Federal Minister for Displaced Persons, Refugees and Victims of War
- In office 1953–1960
- Preceded by: Hans Lukaschek
- Succeeded by: Hans-Joachim von Merkatz

Member of the Bundestag
- In office 1953–1961
- In office 1963–1965

Member of the Bavarian Landtag
- In office 1950–1953

Personal details
- Born: 5 January 1905 Meiningen, Duchy of Saxe-Meiningen, German Empire
- Died: 19 April 1998 (aged 93) Bonn, Germany
- Party: Nazi Party (NSDAP)
- Other political affiliations: Free Democratic Party (FDP) All-German Bloc/League of Expellees and Deprived of Rights (GB/BHE) Christian Democratic Union (CDU)

= Theodor Oberländer =

German scientist and politician (1905–1998)

Theodor Oberländer (1 May 1905 – 4 May 1998) was an Ostforschung scientist and German Nazi official and politician, who after the Second World War served as Federal Minister for Displaced Persons, Refugees and Victims of War in West Germany from 1953 to 1960, and as a member of the Bundestag from 1953 to 1961 and from 1963 to 1965.

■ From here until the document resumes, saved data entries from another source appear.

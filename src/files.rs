// Copyright (c) 2019 Georg Brandl.  Licensed under the Apache License,
// Version 2.0 <LICENSE-APACHE or http://www.apache.org/licenses/LICENSE-2.0>
// or the MIT license <LICENSE-MIT or http://opensource.org/licenses/MIT>, at
// your option. This file may not be copied, modified, or distributed except
// according to those terms.

//! Loading and running program files one after another.

use std::{fs, io, path::{Path, PathBuf}};
use log::debug;
use thiserror::Error;

use crate::ast::Program;
use crate::config::Config;
use crate::eval::{self, Actuator, EvalError, State};
use crate::parse::{self, ParseError};

/// A file that could not be read, parsed or run.
#[derive(Error, Debug)]
pub enum FileError {
    #[error("failed to read {}", .path.display())]
    Io { path: PathBuf, #[source] source: io::Error },
    #[error("failed to parse {}", .path.display())]
    Parse { path: PathBuf, #[source] source: ParseError },
    #[error("failed to run {}", .path.display())]
    Eval { path: PathBuf, #[source] source: EvalError },
}

impl FileError {
    pub fn path(&self) -> &Path {
        match self {
            FileError::Io { path, .. } |
            FileError::Parse { path, .. } |
            FileError::Eval { path, .. } => path,
        }
    }
}

/// Read and parse a program file.
pub fn load(path: &Path, config: &Config) -> Result<Program, FileError> {
    let text = fs::read_to_string(path)
        .map_err(|source| FileError::Io { path: path.into(), source })?;
    parse::parse(&text, config)
        .map_err(|source| FileError::Parse { path: path.into(), source })
}

/// Load a program file and run it on the given actuator.
pub fn run_file<A: Actuator + ?Sized>(path: &Path, actuator: &mut A,
                                      config: &Config) -> Result<State, FileError> {
    let prog = load(path, config)?;
    eval::run(&prog, actuator, config)
        .map_err(|source| FileError::Eval { path: path.into(), source })
}

/// Run each file on a fresh actuator from `new_actuator`.
///
/// A failing file does not stop the others.  Results are returned in the
/// order of `paths`, successful ones with the actuator that ran the file.
pub fn run_files<P, A, F>(paths: &[P], config: &Config, mut new_actuator: F)
                          -> Vec<Result<A, FileError>>
where P: AsRef<Path>, A: Actuator, F: FnMut() -> A
{
    paths.iter().map(|path| -> Result<A, FileError> {
        let path = path.as_ref();
        debug!("running {}", path.display());
        let mut actuator = new_actuator();
        run_file(path, &mut actuator, config)?;
        Ok(actuator)
    }).collect()
}

/// Process exit code for a batch: 0 if every file ran, 1 otherwise.
pub fn exit_code<T>(results: &[Result<T, FileError>]) -> i32 {
    if results.iter().all(Result::is_ok) { 0 } else { 1 }
}
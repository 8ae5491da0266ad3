// Copyright (c) 2019 Georg Brandl.  Licensed under the Apache License,
// Version 2.0 <LICENSE-APACHE or http://www.apache.org/licenses/LICENSE-2.0>
// or the MIT license <LICENSE-MIT or http://opensource.org/licenses/MIT>, at
// your option. This file may not be copied, modified, or distributed except
// according to those terms.

use std::fmt::{self, Formatter};
use itertools::Itertools;
use strum_macros::{Display, EnumString};

use crate::parse::WordError;

/// A parsed program: the blocks between the `%` markers.
#[derive(Debug, Default)]
pub struct Program {
    /// Program number from the `O` directive, `None` if absent or malformed.
    pub number: Option<u32>,
    pub blocks: Vec<Block>,
    /// Non-fatal problems found while parsing, in source order.
    pub warnings: Vec<Warning>,
}

#[derive(Debug, Default, Clone, PartialEq)]
pub struct Block {
    /// 1-based line in the source text.
    pub lineno: usize,
    /// Block number from the `N` word, for reference only.
    pub number: Option<u32>,
    /// Words in execution order.
    pub words: Vec<Word>,
}

/// The letters that start a word.  Every other character continues the
/// literal of the current word.
#[derive(Clone, Copy, PartialEq, Eq, Hash, Debug, Display, EnumString)]
pub enum Letter {
    N, G, T, S, M,
    X, Y, Z,
    F,
}

/// A linear machine axis.
#[derive(Clone, Copy, PartialEq, Eq, Hash, Debug, Display)]
pub enum Axis {
    X, Y, Z,
}

#[derive(Debug, Clone, PartialEq)]
pub enum Instr {
    Feed(f64),
    Spindle(u32),
    /// Tool names are opaque, they need not be numeric.
    Tool(String),
    Gcode(u32),
    Mcode(u32),
    Axis(Axis, f64),
}

impl Instr {
    pub fn letter(&self) -> Letter {
        match self {
            Instr::Feed(_) => Letter::F,
            Instr::Spindle(_) => Letter::S,
            Instr::Tool(_) => Letter::T,
            Instr::Gcode(_) => Letter::G,
            Instr::Mcode(_) => Letter::M,
            Instr::Axis(Axis::X, _) => Letter::X,
            Instr::Axis(Axis::Y, _) => Letter::Y,
            Instr::Axis(Axis::Z, _) => Letter::Z,
        }
    }

    /// The numeric code of G and M words.
    pub fn code(&self) -> Option<u32> {
        match self {
            Instr::Gcode(n) | Instr::Mcode(n) => Some(*n),
            _ => None
        }
    }
}

/// Execution tiers of the words on one line, lowest first.
#[derive(Clone, Copy, PartialEq, Eq, PartialOrd, Ord, Hash, Debug, Display)]
pub enum Priority {
    FeedRate = 1,
    SpindleSpeed,
    ToolSelect,
    ToolChange,
    Spindle,
    Coolant,
    Home,
    Motion,
    ProgramEnd,
    Other,
}

/// Machine-defined execution order, keyed on letter and (for G and M words)
/// the numeric code.  An entry without a code matches every word with that
/// letter.  Anything not listed runs last.
static PRIORITIES: &[(Letter, Option<u32>, Priority)] = &[
    (Letter::F, None,     Priority::FeedRate),
    (Letter::S, None,     Priority::SpindleSpeed),
    (Letter::T, None,     Priority::ToolSelect),
    (Letter::M, Some(6),  Priority::ToolChange),
    (Letter::M, Some(3),  Priority::Spindle),
    (Letter::M, Some(4),  Priority::Spindle),
    (Letter::M, Some(5),  Priority::Spindle),
    (Letter::M, Some(7),  Priority::Coolant),
    (Letter::M, Some(8),  Priority::Coolant),
    (Letter::M, Some(9),  Priority::Coolant),
    (Letter::G, Some(28), Priority::Home),
    (Letter::G, Some(0),  Priority::Motion),
    (Letter::G, Some(1),  Priority::Motion),
    (Letter::M, Some(30), Priority::ProgramEnd),
];

impl Priority {
    pub fn of(letter: Letter, code: Option<u32>) -> Self {
        PRIORITIES.iter()
                  .find(|(l, c, _)| *l == letter && (c.is_none() || *c == code))
                  .map_or(Priority::Other, |&(_, _, prio)| prio)
    }

    /// Numeric tier, 1 for feed rate up to 10 for everything else.
    pub fn rank(self) -> u8 {
        self as u8
    }
}

#[derive(Debug, Clone, PartialEq)]
pub struct Word {
    pub instr: Instr,
    pub priority: Priority,
}

impl Word {
    pub fn new(instr: Instr) -> Self {
        let priority = Priority::of(instr.letter(), instr.code());
        Word { instr, priority }
    }

    pub fn letter(&self) -> Letter {
        self.instr.letter()
    }
}

/// A non-fatal problem found while parsing.
#[derive(Debug, Clone, PartialEq)]
pub enum Warning {
    MalformedBlockNumber { lineno: usize, literal: String },
    MalformedProgramNumber { lineno: usize, literal: String },
    SkippedWord { lineno: usize, error: WordError },
    UnterminatedProgram,
}

impl fmt::Display for Warning {
    fn fmt(&self, f: &mut Formatter) -> fmt::Result {
        match self {
            Warning::MalformedBlockNumber { lineno, literal } =>
                write!(f, "line {}: invalid block number N{:?}, leaving it unset", lineno, literal),
            Warning::MalformedProgramNumber { lineno, literal } =>
                write!(f, "line {}: invalid program number O{:?}, leaving it unset", lineno, literal),
            Warning::SkippedWord { lineno, error } =>
                write!(f, "line {}: skipping word: {}", lineno, error),
            Warning::UnterminatedProgram =>
                write!(f, "program body is not closed by a `%` line"),
        }
    }
}

impl fmt::Display for Program {
    fn fmt(&self, f: &mut Formatter) -> fmt::Result {
        writeln!(f, "%")?;
        if let Some(n) = self.number {
            writeln!(f, "O{}", n)?;
        }
        for block in &self.blocks {
            writeln!(f, "{}", block)?;
        }
        writeln!(f, "%")
    }
}

impl fmt::Display for Block {
    fn fmt(&self, f: &mut Formatter) -> fmt::Result {
        if let Some(n) = self.number {
            write!(f, "N{}", n)?;
            if !self.words.is_empty() {
                write!(f, " ")?;
            }
        }
        write!(f, "{}", self.words.iter().join(" "))
    }
}

impl fmt::Display for Word {
    fn fmt(&self, f: &mut Formatter) -> fmt::Result {
        write!(f, "{}", self.instr)
    }
}

impl fmt::Display for Instr {
    fn fmt(&self, f: &mut Formatter) -> fmt::Result {
        match self {
            Instr::Feed(n) => write!(f, "F{}", n),
            Instr::Spindle(n) => write!(f, "S{}", n),
            Instr::Tool(name) => write!(f, "T{}", name),
            Instr::Gcode(n) => write!(f, "G{}", n),
            Instr::Mcode(n) => write!(f, "M{}", n),
            Instr::Axis(a, n) => write!(f, "{}{}", a, n),
        }
    }
}
// Copyright (c) 2019 Georg Brandl.  Licensed under the Apache License,
// Version 2.0 <LICENSE-APACHE or http://www.apache.org/licenses/LICENSE-2.0>
// or the MIT license <LICENSE-MIT or http://opensource.org/licenses/MIT>, at
// your option. This file may not be copied, modified, or distributed except
// according to those terms.

mod actuator;
mod enums;
mod error;

use itertools::Itertools;
use log::{debug, trace, warn};

use crate::ast::*;
use crate::config::{Config, UnknownCodes};

pub use self::actuator::*;
pub use self::enums::*;
pub use self::error::*;

/// G codes that only select a mode.  They are accepted, but have no effect
/// on the actuator.
const MODAL_GCODES: &[u32] = &[17, 18, 19, 20, 21, 40, 49, 54, 80, 90, 91, 94];

/// The Evaluator replays blocks against an actuator, carrying the selected
/// tool and the current position from one block to the next.
///
/// Words within a block are executed in the priority order established by
/// the parser, so e.g. a feed rate is set before the move on the same line.
pub struct Evaluator<'a, A: Actuator + ?Sized> {
    actuator: &'a mut A,
    config: Config,
    state: State,
}

impl<'a, A: Actuator + ?Sized> Evaluator<'a, A> {
    /// Create an evaluator with fresh machine state.
    pub fn new(actuator: &'a mut A, config: &Config) -> Self {
        Evaluator {
            actuator,
            config: *config,
            state: State::default(),
        }
    }

    pub fn state(&self) -> &State {
        &self.state
    }

    pub fn into_state(self) -> State {
        self.state
    }

    /// Execute all blocks of the program in order.
    pub fn eval(&mut self, program: &Program) -> Result<(), EvalError> {
        for block in &program.blocks {
            self.eval_block(block)?;
        }
        Ok(())
    }

    pub fn eval_block(&mut self, block: &Block) -> Result<(), EvalError> {
        debug!("line {}: {}", block.lineno, block);
        let mut moved = false;
        for word in &block.words {
            match &word.instr {
                Instr::Feed(value) => self.actuator.set_feed_rate(*value),
                Instr::Spindle(value) => self.actuator.set_spindle_speed(*value),
                // staged until the next M6
                Instr::Tool(name) => self.state.tool = name.clone(),
                Instr::Mcode(6) => self.actuator.change_tool(&self.state.tool),
                Instr::Mcode(3) => self.actuator.spindle_on(SpindleDir::Cw),
                Instr::Mcode(4) => self.actuator.spindle_on(SpindleDir::Ccw),
                Instr::Mcode(5) => self.actuator.spindle_off(),
                Instr::Mcode(7) | Instr::Mcode(8) => self.actuator.coolant_on(),
                Instr::Mcode(9) => self.actuator.coolant_off(),
                Instr::Mcode(30) => debug!("line {}: end of program", block.lineno),
                Instr::Gcode(28) => {
                    self.state.position = Position::default();
                    self.actuator.home();
                }
                // one move per block, even with both G0 and G1
                Instr::Gcode(0) | Instr::Gcode(1) if moved => (),
                Instr::Gcode(0) | Instr::Gcode(1) => {
                    self.eval_motion(block);
                    moved = true;
                }
                Instr::Gcode(n) if MODAL_GCODES.contains(n) => (),
                Instr::Gcode(n) => self.unknown_code(block, Letter::G, *n)?,
                Instr::Mcode(n) => self.unknown_code(block, Letter::M, *n)?,
                // consumed by G0/G1
                Instr::Axis(..) => (),
            }
        }
        Ok(())
    }

    // -- private API --

    /// Move to the axis words given anywhere on the block.  Axes without a
    /// word keep their current value.
    fn eval_motion(&mut self, block: &Block) {
        let targets = block.words.iter().filter_map(|word| match word.instr {
            Instr::Axis(axis, value) => Some((axis, value)),
            _ => None
        }).collect_vec();

        let mut target = self.state.position;
        for &(axis, value) in &targets {
            target.set(axis, value);
        }
        match targets.iter().map(|&(axis, _)| axis).unique().collect_vec().as_slice() {
            [] => return,
            [axis] => self.actuator.move_axis(*axis, target.get(*axis)),
            _ => self.actuator.move_to(target.x, target.y, target.z),
        }
        self.state.position = target;
    }

    fn unknown_code(&self, block: &Block, letter: Letter, code: u32) -> Result<(), EvalError> {
        match self.config.unknown_codes {
            UnknownCodes::Ignore => trace!("line {}: ignoring {}{}", block.lineno, letter, code),
            UnknownCodes::Warn => warn!("line {}: ignoring unsupported code {}{}",
                                        block.lineno, letter, code),
            UnknownCodes::Reject => return Err(EvalError {
                lineno: block.lineno,
                kind: ErrKind::UnrecognizedCode(letter, code),
            }),
        }
        Ok(())
    }
}

/// Run a program from start to end with fresh machine state, returning the
/// state after the last block.
pub fn run<A: Actuator + ?Sized>(program: &Program, actuator: &mut A,
                                 config: &Config) -> Result<State, EvalError> {
    let mut evaluator = Evaluator::new(actuator, config);
    evaluator.eval(program)?;
    Ok(evaluator.into_state())
}
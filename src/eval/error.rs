// Copyright (c) 2019 Georg Brandl.  Licensed under the Apache License,
// Version 2.0 <LICENSE-APACHE or http://www.apache.org/licenses/LICENSE-2.0>
// or the MIT license <LICENSE-MIT or http://opensource.org/licenses/MIT>, at
// your option. This file may not be copied, modified, or distributed except
// according to those terms.

use thiserror::Error;

use crate::ast::Letter;

#[derive(Error, Debug, Clone, PartialEq)]
#[error("error in line {lineno}: {kind}")]
pub struct EvalError {
    pub lineno: usize,
    pub kind: ErrKind,
}

#[derive(Error, Debug, Clone, PartialEq)]
pub enum ErrKind {
    #[error("the code {0}{1} is not supported")]
    UnrecognizedCode(Letter, u32),
}
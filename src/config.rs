// Copyright (c) 2019 Georg Brandl.  Licensed under the Apache License,
// Version 2.0 <LICENSE-APACHE or http://www.apache.org/licenses/LICENSE-2.0>
// or the MIT license <LICENSE-MIT or http://opensource.org/licenses/MIT>, at
// your option. This file may not be copied, modified, or distributed except
// according to those terms.

//! Policies for input the parser and evaluator cannot fully make sense of.

use strum_macros::{Display, EnumString};

/// What to do with a word whose literal does not parse.
///
/// A malformed block number (`N`) is never fatal: it only produces a warning
/// and leaves the block number unset.
#[derive(Clone, Copy, PartialEq, Eq, Debug, Display, EnumString)]
#[strum(serialize_all = "lowercase")]
pub enum MalformedWords {
    /// Fail parsing of the whole program.
    Abort,
    /// Drop the word, record a warning and keep the rest of the block.
    Skip,
}

impl Default for MalformedWords {
    fn default() -> Self { MalformedWords::Abort }
}

/// What to do with a G or M code the evaluator does not model.
#[derive(Clone, Copy, PartialEq, Eq, Debug, Display, EnumString)]
#[strum(serialize_all = "lowercase")]
pub enum UnknownCodes {
    Ignore,
    Warn,
    Reject,
}

impl Default for UnknownCodes {
    fn default() -> Self { UnknownCodes::Ignore }
}

#[derive(Clone, Copy, PartialEq, Eq, Debug, Default)]
pub struct Config {
    pub malformed_words: MalformedWords,
    pub unknown_codes: UnknownCodes,
}
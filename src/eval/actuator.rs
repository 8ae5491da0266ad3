// Copyright (c) 2019 Georg Brandl.  Licensed under the Apache License,
// Version 2.0 <LICENSE-APACHE or http://www.apache.org/licenses/LICENSE-2.0>
// or the MIT license <LICENSE-MIT or http://opensource.org/licenses/MIT>, at
// your option. This file may not be copied, modified, or distributed except
// according to those terms.

use crate::ast::Axis;
use super::enums::*;

/// The machine driver that the evaluator sends commands to.
///
/// All coordinates are absolute, in millimeters.  Calls are fire-and-forget:
/// an actuator that can fail is responsible for reporting that itself.
pub trait Actuator {
    /// Move to the machine home position.
    fn home(&mut self);

    /// Linear move to the given coordinates.
    fn move_to(&mut self, x: f64, y: f64, z: f64);

    /// Move a single axis, keeping the others where they are.
    fn move_axis(&mut self, axis: Axis, value: f64);

    /// Feed rate in mm/s.
    fn set_feed_rate(&mut self, value: f64);

    /// Spindle speed in rpm.
    fn set_spindle_speed(&mut self, value: u32);

    fn change_tool(&mut self, name: &str);

    fn coolant_on(&mut self);

    fn coolant_off(&mut self);

    /// Start the spindle.  Does nothing unless the machine supports it.
    fn spindle_on(&mut self, _dir: SpindleDir) {}

    /// Stop the spindle.  Does nothing unless the machine supports it.
    fn spindle_off(&mut self) {}
}

/// An actuator that describes every command on stdout.
#[derive(Debug, Default)]
pub struct Console;

impl Actuator for Console {
    fn home(&mut self) {
        println!("Moving to home.");
    }

    fn move_to(&mut self, x: f64, y: f64, z: f64) {
        println!("Moving to {} [mm].", Position::new(x, y, z));
    }

    fn move_axis(&mut self, axis: Axis, value: f64) {
        println!("Moving {} to {:.3} [mm].", axis, value);
    }

    fn set_feed_rate(&mut self, value: f64) {
        println!("Using feed rate {} [mm/s].", value);
    }

    fn set_spindle_speed(&mut self, value: u32) {
        println!("Using spindle speed {} [rpm].", value);
    }

    fn change_tool(&mut self, name: &str) {
        println!("Changing tool '{}'.", name);
    }

    fn coolant_on(&mut self) {
        println!("Coolant turned on.");
    }

    fn coolant_off(&mut self) {
        println!("Coolant turned off.");
    }
}

/// One actuator command, as seen by a `Recorder`.
#[derive(Clone, PartialEq, Debug)]
pub enum Call {
    Home,
    MoveTo(f64, f64, f64),
    MoveAxis(Axis, f64),
    FeedRate(f64),
    SpindleSpeed(u32),
    ChangeTool(String),
    CoolantOn,
    CoolantOff,
    SpindleOn(SpindleDir),
    SpindleOff,
}

/// An actuator that only records the commands it receives.
#[derive(Debug, Default)]
pub struct Recorder {
    pub calls: Vec<Call>,
}

impl Recorder {
    pub fn new() -> Self {
        Self::default()
    }
}

impl Actuator for Recorder {
    fn home(&mut self) { self.calls.push(Call::Home); }

    fn move_to(&mut self, x: f64, y: f64, z: f64) { self.calls.push(Call::MoveTo(x, y, z)); }

    fn move_axis(&mut self, axis: Axis, value: f64) { self.calls.push(Call::MoveAxis(axis, value)); }

    fn set_feed_rate(&mut self, value: f64) { self.calls.push(Call::FeedRate(value)); }

    fn set_spindle_speed(&mut self, value: u32) { self.calls.push(Call::SpindleSpeed(value)); }

    fn change_tool(&mut self, name: &str) { self.calls.push(Call::ChangeTool(name.into())); }

    fn coolant_on(&mut self) { self.calls.push(Call::CoolantOn); }

    fn coolant_off(&mut self) { self.calls.push(Call::CoolantOff); }

    fn spindle_on(&mut self, dir: SpindleDir) { self.calls.push(Call::SpindleOn(dir)); }

    fn spindle_off(&mut self) { self.calls.push(Call::SpindleOff); }
}
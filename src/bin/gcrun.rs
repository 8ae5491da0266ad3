// Copyright (c) 2019 Georg Brandl.  Licensed under the Apache License,
// Version 2.0 <LICENSE-APACHE or http://www.apache.org/licenses/LICENSE-2.0>
// or the MIT license <LICENSE-MIT or http://opensource.org/licenses/MIT>, at
// your option. This file may not be copied, modified, or distributed except
// according to those terms.

use std::{path::PathBuf, process};
use clap::Parser;
use gcrun::{Config, eval::Console, files};
use gcrun::config::{MalformedWords, UnknownCodes};

/// Parse G-code programs and replay them on a console machine.
#[derive(Parser, Debug)]
#[clap(author, version, about, long_about = None)]
struct Args {
    /// Drop malformed words instead of rejecting the program
    #[clap(long)]
    skip_malformed: bool,

    /// Handling of unsupported G and M codes: ignore, warn or reject
    #[clap(long, value_parser, default_value = "ignore")]
    unknown_codes: UnknownCodes,

    /// Print the parsed program instead of running it
    #[clap(long)]
    dump: bool,

    /// Verbose
    #[clap(short, long)]
    verbose: bool,

    /// Program files
    #[clap(value_parser)]
    files: Vec<PathBuf>,
}

fn report(err: files::FileError) {
    // the alternate form includes the underlying cause
    eprintln!("Error: {:#}", anyhow::Error::new(err));
}

fn main() {
    let args = Args::parse();

    let level = if args.verbose { "debug" } else { "warn" };
    env_logger::Builder::from_env(env_logger::Env::default().default_filter_or(level)).init();

    let config = Config {
        malformed_words: if args.skip_malformed { MalformedWords::Skip } else { MalformedWords::Abort },
        unknown_codes: args.unknown_codes,
    };

    let code = if args.dump {
        let results = args.files.iter().map(|path| files::load(path, &config)).collect::<Vec<_>>();
        let code = files::exit_code(&results);
        for result in results {
            match result {
                Ok(prog) => print!("{}", prog),
                Err(e) => report(e),
            }
        }
        code
    } else {
        let results = files::run_files(&args.files[..], &config, || Console);
        let code = files::exit_code(&results);
        results.into_iter().filter_map(Result::err).for_each(report);
        code
    };
    process::exit(code);
}
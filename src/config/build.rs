//! `[build]` section configuration.
//!
//! Contains output paths, minification and the `<head>` assets of rendered pages.

use super::defaults;
use educe::Educe;
use serde::{Deserialize, Serialize};
use std::path::PathBuf;

// ============================================================================
// Main BuildConfig
// ============================================================================

/// `[build]` section in enju.toml - static snapshot configuration.
///
/// # Example
/// ```toml
/// [build]
/// output = "public"        # Output directory
/// assets = "assets"        # Copied verbatim into the output
/// minify = true            # Minify HTML
///
/// [build.head]
/// styles = ["assets/css/style.css"]
/// ```
#[derive(Debug, Clone, Educe, Serialize, Deserialize)]
#[educe(Default)]
#[serde(default, deny_unknown_fields)]
pub struct BuildConfig {
    /// Project root directory (usually set via CLI `--root`).
    #[serde(default = "defaults::build::root")]
    #[educe(Default = defaults::build::root())]
    pub root: Option<PathBuf>,

    /// Build output directory.
    #[serde(default = "defaults::build::output")]
    #[educe(Default = defaults::build::output())]
    pub output: PathBuf,

    /// Static assets directory (images, CSS, JS).
    #[serde(default = "defaults::build::assets")]
    #[educe(Default = defaults::build::assets())]
    pub assets: PathBuf,

    /// Minify HTML output (removes whitespace).
    #[serde(default = "defaults::r#true")]
    #[educe(Default = true)]
    pub minify: bool,

    /// Clear output directory before each build.
    #[serde(default = "defaults::r#false")]
    #[educe(Default = false)]
    pub clean: bool,

    /// Write the loaded document next to the pages as the static fallback file.
    #[serde(default = "defaults::r#true")]
    #[educe(Default = true)]
    pub snapshot: bool,

    /// Custom `<head>` elements.
    #[serde(default)]
    pub head: HeadConfig,
}

// ============================================================================
// Sub-configurations
// ============================================================================

/// `[build.head]` section for stylesheets, scripts and favicon.
#[derive(Debug, Clone, Educe, Serialize, Deserialize)]
#[educe(Default)]
#[serde(deny_unknown_fields)]
pub struct HeadConfig {
    /// Favicon href
    #[serde(default)]
    pub icon: Option<String>,

    /// CSS stylesheet hrefs
    #[serde(default = "defaults::build::head::styles")]
    #[educe(Default = defaults::build::head::styles())]
    pub styles: Vec<String>,

    /// Script entries
    #[serde(default)]
    pub scripts: Vec<ScriptEntry>,
}

/// Script entry for `[build.head.scripts]`.
///
/// # Formats
/// ```toml
/// # Simple src
/// scripts = ["js/script.js"]
///
/// # With loading options
/// scripts = [
///     { src = "js/swiper-bundle.min.js", defer = true },
///     { src = "js/analytics.js", async = true },
/// ]
/// ```
#[derive(Debug, Clone, Serialize, Deserialize)]
#[serde(untagged)]
pub enum ScriptEntry {
    /// Simple src string.
    Simple(String),
    /// Src with `defer`/`async` attributes.
    WithOptions {
        src: String,
        #[serde(default)]
        defer: bool,
        #[serde(default)]
        r#async: bool,
    },
}

impl ScriptEntry {
    /// Get the src for this script entry
    pub fn src(&self) -> &str {
        match self {
            ScriptEntry::Simple(src) => src,
            ScriptEntry::WithOptions { src, .. } => src,
        }
    }

    /// Check if defer attribute should be added
    pub fn is_defer(&self) -> bool {
        match self {
            ScriptEntry::Simple(_) => false,
            ScriptEntry::WithOptions { defer, .. } => *defer,
        }
    }

    /// Check if async attribute should be added
    pub fn is_async(&self) -> bool {
        match self {
            ScriptEntry::Simple(_) => false,
            ScriptEntry::WithOptions { r#async, .. } => *r#async,
        }
    }
}

// ============================================================================
// Tests
// ============================================================================

#[cfg(test)]
mod tests {
    use super::super::SiteConfig;
    use super::*;

    #[test]
    fn test_build_config_defaults() {
        let config: SiteConfig = toml::from_str("").unwrap();

        assert_eq!(config.build.output, PathBuf::from("public"));
        assert_eq!(config.build.assets, PathBuf::from("assets"));
        assert!(config.build.minify);
        assert!(!config.build.clean);
        assert!(config.build.snapshot);
        assert_eq!(config.build.head.styles, vec!["assets/css/style.css".to_string()]);
        assert!(config.build.head.scripts.is_empty());
    }

    #[test]
    fn test_head_config_styles() {
        let config = r#"
            [build.head]
            styles = ["css/style.css", "css/swiper-bundle.min.css"]
        "#;
        let config: SiteConfig = toml::from_str(config).unwrap();

        assert_eq!(config.build.head.styles.len(), 2);
        assert_eq!(config.build.head.styles[1], "css/swiper-bundle.min.css");
    }

    #[test]
    fn test_head_config_scripts_with_options() {
        let config = r#"
            [build.head]
            scripts = [
                { src = "js/swiper-bundle.min.js", defer = true },
                "js/script.js",
                { src = "js/analytics.js", async = true }
            ]
        "#;
        let config: SiteConfig = toml::from_str(config).unwrap();
        let scripts = &config.build.head.scripts;

        assert_eq!(scripts.len(), 3);

        assert_eq!(scripts[0].src(), "js/swiper-bundle.min.js");
        assert!(scripts[0].is_defer());
        assert!(!scripts[0].is_async());

        assert_eq!(scripts[1].src(), "js/script.js");
        assert!(!scripts[1].is_defer());
        assert!(!scripts[1].is_async());

        assert!(!scripts[2].is_defer());
        assert!(scripts[2].is_async());
    }

    #[test]
    fn test_build_paths_custom() {
        let config = r#"
            [build]
            output = "dist"
            assets = "static"
            minify = false
            snapshot = false
        "#;
        let config: SiteConfig = toml::from_str(config).unwrap();

        assert_eq!(config.build.output, PathBuf::from("dist"));
        assert_eq!(config.build.assets, PathBuf::from("static"));
        assert!(!config.build.minify);
        assert!(!config.build.snapshot);
    }

    #[test]
    fn test_unknown_field_rejection() {
        let config = r#"
            [build]
            typst = true
        "#;
        let result: Result<SiteConfig, _> = toml::from_str(config);
        assert!(result.is_err());
    }
}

Oberländer earned a doctorate in agriculture in 1929 and a second doctorate in economics in 1930. He spent time in the Soviet Union during the 1920s and early 1930s, including as an employee of DRUSAG (Deutsch-Russische Saatbau AG),
 a German company involved in developing Soviet agriculture in cooperation with the Soviet government. Subsequently, he became active in Ostforschung, area studies of the Soviet Union, the Baltic states, Poland and other countries of Eastern and Central Europe, advocating elimination of Jews and subjugation of Polish people in Poland, which he characterised in his writings as having "eight million inhabitants too many". In 1933, he became Director of the Institute for East German Economy in Königsberg, and in 1938 he became Professor of Agriculture at the University of Greifswald. He served as a lieutenant in the German military intelligence service (the Abwehr) in the Soviet Union during the Second World War and was promoted to captain of the reserve before his discharge in 1943; in the same year he became Director of the Institute for Economic Sciences. From 1944 he was affiliated with the staff of Andrey Vlasov's collaborationist Russian Liberation Army. He became a member of the Nazi Party in 1933. However, from 1937 until the end of Nazi rule, he was under surveillance by the Sicherheitsdienst (SD), as he was suspected of disloyalty to the Nazi cause. In 1940, he endorsed the ethnic cleansing of Poland. He later became the leader of the mixed German and Ukrainian Nachtigall Battalion, as well as the German-Caucasian Bergmann Battalion (established in October 1941), which were active in anti-partisan warfare. Both groups were later accused of participation in war crimes.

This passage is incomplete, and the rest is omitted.